Each quantitative MS technique has its own strengths and weaknesses, and the pairing of an experiment to the right quantitative model is essential to maximize the utility of the results. A biologist should consider the following questions. What are the key points in designing a successful proteomics analysis? How does one choose among the available proteomics technologies? How and when is multiplexing valuable? Here, we provide background on quantitative proteomic techniques useful for the parallel analysis of multiple samples, and we discuss their benefits and limitations in addressing biological questions.
Many discovery proteomics experiments today utilize data-dependent tandem mass spectrometry. In data-dependent analysis, the instrument is programmed to first generate an MS1 spectrum that surveys the masses and signal intensities of intact peptide ions. As this information is frequently insufficient to conclusively match spectra to peptides, the instrument performs a series of secondary MS scans (termed MS/MS or MS2), where individual peptide ions are isolated and fragmented along their amide backbones. Differences in mass between these peptide fragment ions are used to decipher peptide sequence information (48).

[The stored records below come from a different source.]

//! Core data model of the configurator.
//!
//! An [`Individual`] pairs a parameter configuration with its evaluation
//! state: the identifier the execution service assigned when the
//! configuration was registered, and the aggregated cost once all of its
//! runs finished. Costs are runtimes, so lower is better.

use crate::error::EvaluationError;
use serde::{Deserialize, Serialize};
use std::fmt;

/// Identifier of a registered solver configuration.
#[derive(Debug, Clone, Copy, PartialEq, Eq, PartialOrd, Ord, Hash, Serialize, Deserialize)]
pub struct RegistryId(pub u64);

impl fmt::Display for RegistryId {
    fn fmt(&self, f: &mut fmt::Formatter<'_>) -> fmt::Result {
        write!(f, "#{}", self.0)
    }
}

/// Identifier of a dispatched job.
#[derive(Debug, Clone, Copy, PartialEq, Eq, PartialOrd, Ord, Hash, Serialize, Deserialize)]
pub struct JobHandle(pub u64);

impl fmt::Display for JobHandle {
    fn fmt(&self, f: &mut fmt::Formatter<'_>) -> fmt::Result {
        write!(f, "job-{}", self.0)
    }
}

/// Identifier of a problem instance.
#[derive(Debug, Clone, Copy, PartialEq, Eq, PartialOrd, Ord, Hash, Serialize, Deserialize)]
pub struct InstanceId(pub u64);

/// One evaluation unit: a problem instance and the solver seed to run it with.
#[derive(Debug, Clone, Copy, PartialEq, Eq, Hash, Serialize, Deserialize)]
pub struct WorkloadEntry {
    pub instance: InstanceId,
    pub seed: u64,
}

/// Status of a job as reported by the execution service.
///
/// Status codes follow the experiment database convention: `-1` is
/// "not started", `0` is "running", `1` is "finished" and codes `>= 2` or
/// `< -1` are terminal error/limit states.
#[derive(Debug, Clone, Copy, PartialEq, Serialize, Deserialize)]
pub struct JobOutcome {
    /// Configuration the job belongs to.
    pub registry_id: RegistryId,
    pub status_code: i32,
    /// Measured solver time in seconds. Meaningless unless successful.
    pub result_time: f64,
    /// Positive result codes denote a correct answer.
    pub result_code: i32,
    pub cpu_time_limit: f64,
}

impl JobOutcome {
    /// Whether the job will not change state anymore.
    pub fn is_terminal(&self) -> bool {
        self.status_code >= 1 || self.status_code < -1
    }

    /// Whether the solver produced a correct result.
    pub fn is_success(&self) -> bool {
        self.result_code > 0
    }
}

/// A candidate configuration and its evaluation state.
///
/// `registry_id == None` means the configuration is not registered yet;
/// `cost == None` means it has not been evaluated yet. Only the evaluator
/// and the variator mutate individuals; snapshots (e.g. the global best)
/// are plain clones.
#[derive(Debug, Clone, PartialEq)]
pub struct Individual<C> {
    pub config: C,
    pub registry_id: Option<RegistryId>,
    pub cost: Option<f64>,
    pub name: String,
}

impl<C> Individual<C> {
    /// Wraps a fresh, unregistered configuration.
    pub fn new(config: C) -> Self {
        Self {
            config,
            registry_id: None,
            cost: None,
            name: String::new(),
        }
    }

    /// Wraps a configuration that is already registered and evaluated.
    pub fn evaluated(config: C, registry_id: RegistryId, cost: f64, name: impl Into<String>) -> Self {
        Self {
            config,
            registry_id: Some(registry_id),
            cost: Some(cost),
            name: name.into(),
        }
    }

    pub fn is_evaluated(&self) -> bool {
        self.cost.is_some()
    }

    /// Fitness used by the adaptive probabilities: the inverse of the cost.
    ///
    /// A zero cost yields positive infinity.
    pub fn fitness(&self) -> Option<f64> {
        self.cost.map(|c| 1.0 / c)
    }

    /// Forgets registration and cost after the configuration changed.
    pub(crate) fn invalidate(&mut self) {
        self.registry_id = None;
        self.cost = None;
        self.name.clear();
    }
}

/// Cost statistics of one evaluated generation.
#[derive(Debug, Clone, Copy, PartialEq, Serialize, Deserialize)]
pub struct GenerationStats {
    /// 1-based generation number.
    pub generation: usize,
    pub mean_cost: f64,
    pub best_cost: f64,
    pub count: usize,
}

impl GenerationStats {
    /// Computes mean and best cost over a fully evaluated population.
    pub fn compute<C>(
        generation: usize,
        population: &[Individual<C>],
    ) -> Result<Self, EvaluationError> {
        if population.is_empty() {
            return Err(EvaluationError::EmptyPopulation);
        }

        let mut sum = 0.0;
        let mut best = f64::INFINITY;
        for (index, ind) in population.iter().enumerate() {
            let cost = ind.cost.ok_or(EvaluationError::Unevaluated { index })?;
            sum += cost;
            if cost < best {
                best = cost;
            }
        }

        Ok(Self {
            generation,
            mean_cost: sum / population.len() as f64,
            best_cost: best,
            count: population.len(),
        })
    }
}
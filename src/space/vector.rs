//! Bounded numeric parameter vectors.
//!
//! [`VectorSpace`] is a reference [`ParameterSpace`] for solvers whose
//! parameters are all numeric: each parameter has a closed domain
//! `[min, max]` and is either real-valued or integer-valued.
//!
//! # Operators
//!
//! - Crossover: one cut point (tail swap) or two cut points (segment swap).
//! - Mutation: per-parameter Gaussian perturbation with standard deviation
//!   `step_factor * (max - min)`, clamped to the domain and rounded for
//!   integer parameters.

use super::{CutPoints, ParameterSpace};
use crate::error::SpaceError;
use rand::Rng;
use rand_distr::{Distribution, Normal};
use serde::{Deserialize, Serialize};

/// Value domain of a parameter.
#[derive(Debug, Clone, Copy, PartialEq, Eq, Serialize, Deserialize)]
pub enum ParamKind {
    Real,
    Integer,
}

/// A named numeric parameter with a closed domain.
#[derive(Debug, Clone, PartialEq, Serialize, Deserialize)]
pub struct Parameter {
    pub name: String,
    pub min: f64,
    pub max: f64,
    pub kind: ParamKind,
}

impl Parameter {
    /// Real-valued parameter in `[min, max]`.
    pub fn real(name: impl Into<String>, min: f64, max: f64) -> Self {
        Self {
            name: name.into(),
            min: min.min(max),
            max: max.max(min),
            kind: ParamKind::Real,
        }
    }

    /// Integer-valued parameter in `[min, max]`.
    pub fn integer(name: impl Into<String>, min: i64, max: i64) -> Self {
        Self {
            name: name.into(),
            min: min.min(max) as f64,
            max: max.max(min) as f64,
            kind: ParamKind::Integer,
        }
    }

    fn span(&self) -> f64 {
        self.max - self.min
    }

    fn sample<R: Rng>(&self, rng: &mut R) -> f64 {
        match self.kind {
            ParamKind::Real if self.span() > 0.0 => rng.random_range(self.min..=self.max),
            ParamKind::Integer => rng.random_range(self.min as i64..=self.max as i64) as f64,
            ParamKind::Real => self.min,
        }
    }

    /// Projects a value back into the domain.
    fn project(&self, value: f64) -> f64 {
        let value = value.clamp(self.min, self.max);
        match self.kind {
            ParamKind::Real => value,
            ParamKind::Integer => value.round(),
        }
    }

    fn contains(&self, value: f64) -> bool {
        let in_range = value >= self.min && value <= self.max;
        match self.kind {
            ParamKind::Real => in_range,
            ParamKind::Integer => in_range && value.fract() == 0.0,
        }
    }
}

/// Parameter assignment of a [`VectorSpace`], one value per parameter.
#[derive(Debug, Clone, PartialEq, Serialize, Deserialize)]
#[serde(transparent)]
pub struct VectorConfig {
    values: Vec<f64>,
}

impl VectorConfig {
    pub fn new(values: Vec<f64>) -> Self {
        Self { values }
    }

    pub fn values(&self) -> &[f64] {
        &self.values
    }
}

/// Space of bounded numeric parameter vectors.
///
/// ```
/// use u_tuner::space::{CutPoints, Parameter, ParameterSpace, VectorConfig, VectorSpace};
/// use rand::{rngs::StdRng, SeedableRng};
///
/// let space = VectorSpace::new(vec![
///     Parameter::real("noise", 0.0, 1.0),
///     Parameter::integer("restarts", 1, 100),
/// ]);
/// assert_eq!(space.dimension(), 2);
///
/// let a = VectorConfig::new(vec![0.1, 10.0]);
/// let b = VectorConfig::new(vec![0.9, 90.0]);
/// let child = space.crossover(&a, &b, CutPoints::One, &mut StdRng::seed_from_u64(1));
/// assert_eq!(child.values(), &[0.1, 90.0]);
/// ```
#[derive(Debug, Clone, PartialEq)]
pub struct VectorSpace {
    params: Vec<Parameter>,
}

impl VectorSpace {
    pub fn new(params: Vec<Parameter>) -> Self {
        Self { params }
    }

    pub fn parameters(&self) -> &[Parameter] {
        &self.params
    }

    pub fn dimension(&self) -> usize {
        self.params.len()
    }

    fn validate(&self, config: &VectorConfig) -> Result<(), SpaceError> {
        if config.values.len() != self.params.len() {
            return Err(SpaceError::Dimension {
                expected: self.params.len(),
                found: config.values.len(),
            });
        }
        for (param, &value) in self.params.iter().zip(&config.values) {
            if !param.contains(value) {
                return Err(SpaceError::OutOfBounds {
                    name: param.name.clone(),
                    value,
                    min: param.min,
                    max: param.max,
                });
            }
        }
        Ok(())
    }
}

impl ParameterSpace for VectorSpace {
    type Config = VectorConfig;

    fn random_config<R: Rng>(&self, rng: &mut R) -> VectorConfig {
        VectorConfig::new(self.params.iter().map(|p| p.sample(rng)).collect())
    }

    fn crossover<R: Rng>(
        &self,
        a: &VectorConfig,
        b: &VectorConfig,
        points: CutPoints,
        rng: &mut R,
    ) -> VectorConfig {
        self.crossover_pair(a, b, points, rng).0
    }

    fn crossover_pair<R: Rng>(
        &self,
        a: &VectorConfig,
        b: &VectorConfig,
        points: CutPoints,
        rng: &mut R,
    ) -> (VectorConfig, VectorConfig) {
        let n = a.values.len().min(b.values.len());
        if n < 2 {
            return (a.clone(), b.clone());
        }

        let (c1, c2) = match points {
            CutPoints::One => {
                let point = rng.random_range(1..n);
                one_point_children(&a.values, &b.values, point)
            }
            CutPoints::Two => {
                let (start, end) = random_segment(n, rng);
                two_point_children(&a.values, &b.values, start, end)
            }
        };
        (VectorConfig::new(c1), VectorConfig::new(c2))
    }

    fn mutate<R: Rng>(
        &self,
        config: &mut VectorConfig,
        step_factor: f64,
        probability: f64,
        rng: &mut R,
    ) {
        let probability = if probability.is_nan() {
            0.0
        } else {
            probability.clamp(0.0, 1.0)
        };

        for (value, param) in config.values.iter_mut().zip(&self.params) {
            if !rng.random_bool(probability) {
                continue;
            }
            let sd = step_factor * param.span();
            if let Ok(normal) = Normal::new(0.0, sd) {
                if sd > 0.0 {
                    *value = param.project(*value + normal.sample(rng));
                }
            }
        }
    }

    fn canonical_name(&self, config: &VectorConfig) -> String {
        self.params
            .iter()
            .zip(&config.values)
            .map(|(p, v)| match p.kind {
                ParamKind::Real => format!("{}={}", p.name, v),
                ParamKind::Integer => format!("{}={}", p.name, *v as i64),
            })
            .collect::<Vec<_>>()
            .join(" ")
    }

    fn encode(&self, config: &VectorConfig) -> Result<String, SpaceError> {
        Ok(serde_json::to_string(config)?)
    }

    fn decode(&self, encoded: &str) -> Result<VectorConfig, SpaceError> {
        let config: VectorConfig = serde_json::from_str(encoded)?;
        self.validate(&config)?;
        Ok(config)
    }
}

/// Children of a one-point crossover at `point`: `a[..point] ++ b[point..]`
/// and its complement.
fn one_point_children(a: &[f64], b: &[f64], point: usize) -> (Vec<f64>, Vec<f64>) {
    let mut c1 = Vec::with_capacity(a.len());
    c1.extend_from_slice(&a[..point]);
    c1.extend_from_slice(&b[point..]);

    let mut c2 = Vec::with_capacity(b.len());
    c2.extend_from_slice(&b[..point]);
    c2.extend_from_slice(&a[point..]);
    (c1, c2)
}

/// Children of a two-point crossover swapping the segment `[start, end]`.
fn two_point_children(a: &[f64], b: &[f64], start: usize, end: usize) -> (Vec<f64>, Vec<f64>) {
    let mut c1 = a.to_vec();
    let mut c2 = b.to_vec();
    c1[start..=end].copy_from_slice(&b[start..=end]);
    c2[start..=end].copy_from_slice(&a[start..=end]);
    (c1, c2)
}

/// Pick a random segment `[start, end]` within `0..n` where `start <= end`.
fn random_segment<R: Rng>(n: usize, rng: &mut R) -> (usize, usize) {
    let a = rng.random_range(0..n);
    let b = rng.random_range(0..n);
    if a <= b {
        (a, b)
    } else {
        (b, a)
    }
}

Although the intensities of ions observed in an MS1 scan are generally proportional to peptide abundance in the sample, absolute signal intensities can vary depending on a number of factors. Run-to-run differences in sample complexity, chromatography, data-dependent sampling, and peptide ionization efficiency have historically limited the reliability of comparing peptide ion signals across runs. Even with biological replicates in hand, the prevalence of missing values in proteomic data has posed a challenge for downstream statistical analysis.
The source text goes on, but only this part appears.